Der Kreiswahlausschuss hat folgende Parteien in den vier Wahlkreisen I (Mitte), II (Filder), III (Nord) und IV (Neckarvororte und Ost) zugelassen: CDU, Grüne, SPD, FDP, Die Linke, Piratenpartei, Die Repub­likaner, Nationaldemokratische Partei Deutschlands (NPD) nur in den Wahlkreisen II bis IV, Ökologisch-Demokratische Partei (ÖDP), Partei für Arbeit, Rechtsstaat, Tierschutz, Elitenförderung und basisdemokratische Initiative (Die Partei), Bürgerrechtsbewegung Solidarität (BüSo), Allianz für Fortschritt und Aufbruch (ALFA), Alternative für Deutschland (AfD) und Partei Mensch, Umwelt, Tierschutz (Tierschutzpartei).

4 Kommentare Kommentar schreiben

Na also : 13 Parteien. Und jeder steht ja nach neuestem "Duktus" das Recht zu sich an der Talkrunde zu beteiligen also nicht nur der AfD. Oder haben diejenigen die sich jetzt so aufblasen wegen Pressefreiheit und so die anderen Parteien gar nicht im Focus?

Richtigstellung: Das Recht, sich an der Talkrunde zu beteiligen, hat logischerweise, wer Aussicht hat, in den Landtag zu kommen.
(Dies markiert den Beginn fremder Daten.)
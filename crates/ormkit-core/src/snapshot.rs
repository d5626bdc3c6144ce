//! Serializable export of a built model.

use serde::Serialize;

use crate::annotation::Annotation;
use crate::error::Result;
use crate::metadata::{EntityType, EntityTypeId, KeyId, Model, PropertyId};
use crate::providers::RelationalEntityTypeExt;
use crate::source::ConfigurationSource;
use crate::types::{StoreGeneratedPattern, ValueType};

/// Read-only, name-based copy of a [`Model`].
#[derive(Debug, Clone, PartialEq, Serialize)]
pub struct ModelSnapshot {
    /// Entity types in insertion order.
    pub entity_types: Vec<EntityTypeSnapshot>,
    /// Model annotations in insertion order.
    pub annotations: Vec<Annotation>,
}

/// Exported entity type.
#[derive(Debug, Clone, PartialEq, Serialize)]
pub struct EntityTypeSnapshot {
    pub name: String,
    pub source: ConfigurationSource,
    pub table: String,
    pub schema: Option<String>,
    pub properties: Vec<PropertySnapshot>,
    pub primary_key: Option<KeySnapshot>,
    pub alternate_keys: Vec<KeySnapshot>,
    pub foreign_keys: Vec<ForeignKeySnapshot>,
    pub navigations: Vec<NavigationSnapshot>,
    pub annotations: Vec<Annotation>,
}

/// Exported property.
#[derive(Debug, Clone, PartialEq, Serialize)]
pub struct PropertySnapshot {
    pub name: String,
    pub value_type: ValueType,
    pub shadow: bool,
    pub nullable: bool,
    pub nullable_source: Option<ConfigurationSource>,
    pub concurrency_token: bool,
    pub concurrency_token_source: Option<ConfigurationSource>,
    pub store_generated: StoreGeneratedPattern,
    pub store_generated_source: Option<ConfigurationSource>,
}

/// Exported key.
#[derive(Debug, Clone, PartialEq, Eq, Serialize)]
pub struct KeySnapshot {
    pub properties: Vec<String>,
    pub source: ConfigurationSource,
}

/// Exported foreign key.
#[derive(Debug, Clone, PartialEq, Eq, Serialize)]
pub struct ForeignKeySnapshot {
    pub properties: Vec<String>,
    pub principal: String,
    pub principal_key: Vec<String>,
    pub unique: bool,
    pub source: ConfigurationSource,
}

/// Exported navigation.
#[derive(Debug, Clone, PartialEq, Eq, Serialize)]
pub struct NavigationSnapshot {
    pub name: String,
    pub target: String,
    pub points_to_principal: bool,
}

impl ModelSnapshot {
    /// Capture `model`.
    pub fn capture(model: &Model) -> Self {
        Self {
            entity_types: model
                .entity_types()
                .map(|(_, e)| capture_entity_type(model, e))
                .collect(),
            annotations: model.annotations().iter().cloned().collect(),
        }
    }

    /// Find an exported entity type by name.
    pub fn entity_type(&self, name: &str) -> Option<&EntityTypeSnapshot> {
        self.entity_types.iter().find(|e| e.name == name)
    }

    /// Pretty-printed JSON.
    pub fn to_json(&self) -> Result<String> {
        Ok(serde_json::to_string_pretty(self)?)
    }
}

fn capture_entity_type(model: &Model, entity_type: &EntityType) -> EntityTypeSnapshot {
    let key = |key: KeyId| {
        model.key(key).map(|k| KeySnapshot {
            properties: names(model, k.properties()),
            source: k.source(),
        })
    };
    let entity_name = |id: EntityTypeId| {
        model
            .entity_type(id)
            .map(|e| e.name().to_string())
            .unwrap_or_default()
    };

    let properties = entity_type
        .properties()
        .iter()
        .filter_map(|p| model.property(*p))
        .map(|p| PropertySnapshot {
            name: p.name().to_string(),
            value_type: p.value_type(),
            shadow: p.is_shadow(),
            nullable: p.is_nullable(),
            nullable_source: p.nullable_source(),
            concurrency_token: p.is_concurrency_token(),
            concurrency_token_source: p.concurrency_token_source(),
            store_generated: p.store_generated_pattern(),
            store_generated_source: p.store_generated_pattern_source(),
        })
        .collect();

    let foreign_keys = entity_type
        .foreign_keys()
        .iter()
        .filter_map(|fk| model.foreign_key(*fk))
        .map(|fk| ForeignKeySnapshot {
            properties: names(model, fk.properties()),
            principal: entity_name(fk.principal()),
            principal_key: model
                .key(fk.principal_key())
                .map(|k| names(model, k.properties()))
                .unwrap_or_default(),
            unique: fk.is_unique(),
            source: fk.source(),
        })
        .collect();

    let navigations = entity_type
        .navigations()
        .iter()
        .filter_map(|n| model.navigation(*n))
        .filter_map(|n| {
            let fk = model.foreign_key(n.foreign_key())?;
            let target = if n.points_to_principal() {
                fk.principal()
            } else {
                fk.dependent()
            };
            Some(NavigationSnapshot {
                name: n.name().to_string(),
                target: entity_name(target),
                points_to_principal: n.points_to_principal(),
            })
        })
        .collect();

    let mapping = entity_type.relational();
    EntityTypeSnapshot {
        name: entity_type.name().to_string(),
        source: entity_type.source(),
        table: mapping.table().to_string(),
        schema: mapping.schema().map(str::to_string),
        properties,
        primary_key: entity_type.primary_key().and_then(key),
        alternate_keys: entity_type
            .keys()
            .iter()
            .filter(|k| Some(**k) != entity_type.primary_key())
            .filter_map(|k| key(*k))
            .collect(),
        foreign_keys,
        navigations,
        annotations: entity_type.annotations().iter().cloned().collect(),
    }
}

fn names(model: &Model, properties: &[PropertyId]) -> Vec<String> {
    model
        .property_names(properties)
        .into_iter()
        .map(str::to_string)
        .collect()
}

#[cfg(test)]
mod tests {
    use super::*;

    #[test]
    fn test_snapshot_exports_names_and_sources() {
        let mut model = Model::new();
        let blog = model.add_entity_type("Blog", None, ConfigurationSource::Explicit);
        let id = model
            .add_property(blog, "Id", ValueType::Int, false, false, ConfigurationSource::Convention)
            .unwrap();
        let pk = model
            .add_key(blog, vec![id], ConfigurationSource::Convention)
            .unwrap();
        model.set_primary_key(blog, Some(pk), ConfigurationSource::Convention);

        let snapshot = ModelSnapshot::capture(&model);
        let exported = snapshot.entity_type("Blog").unwrap();
        assert_eq!(exported.table, "Blog");
        assert_eq!(
            exported.primary_key,
            Some(KeySnapshot {
                properties: vec!["Id".to_string()],
                source: ConfigurationSource::Convention,
            })
        );
        assert!(exported.alternate_keys.is_empty());

        let json = snapshot.to_json().unwrap();
        assert!(json.contains("\"name\": \"Blog\""));
        assert!(json.contains("\"value_type\": \"Int\""));
    }
}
De facto sind das CDU, SPD, Grüne, AfD, ferner FDP und Linkspartei (bei beiden fraglich).

Was heißt Ihr "logischerweise"?: Bei einer Wahl sollten alle zugelassenen Parteien die gleichen Möglichkeiten haben, sich in den Medien darzustellen. Das verstehe ich unter demokratisch. Wenn man einzelne Parteien bevorzugt, vermindert man logischerweise die Aussicht der anderen, in den Landtag zu kommen. Das ist undemokratisch.

AfD - Wahlgeschenk: Ein besseres Wahlgeschenk hätte den Polemikern der AfD doch gar nicht gemacht werden können. Das lässt sich doch ideal ausschlachten mit Schlagwörtern wie Lügenpresse, die die bürgerliche Mitte belügt. Im Gegensatz zu anderen Mitgliedern und Kandidaten der Partei hätte sich der Spitzenkandidat auf der Bühne sicherlich keine rassistischen Aussagen gemacht, dazu ist er rhetorisch zu gut geschult. Trotzdem hätte auch ich es demokratischer gefunden eine Veranstaltung mit allen Kandidaten zu machen oder auch 2 (eine mit denen die die Chance haben MP zu stellen (CDU und Grüne) und eine weitere die bei den Prognosen über 3% liegen und damit eine Chance haben in den Landtag einzuziehen. Auf der anderen Seite lassen sich die AfD- Ansätze auch im Wahlprogramm nachlesen, es sind einfache Statements ohne dass realisierbare Lösungen aufgezeigt werden.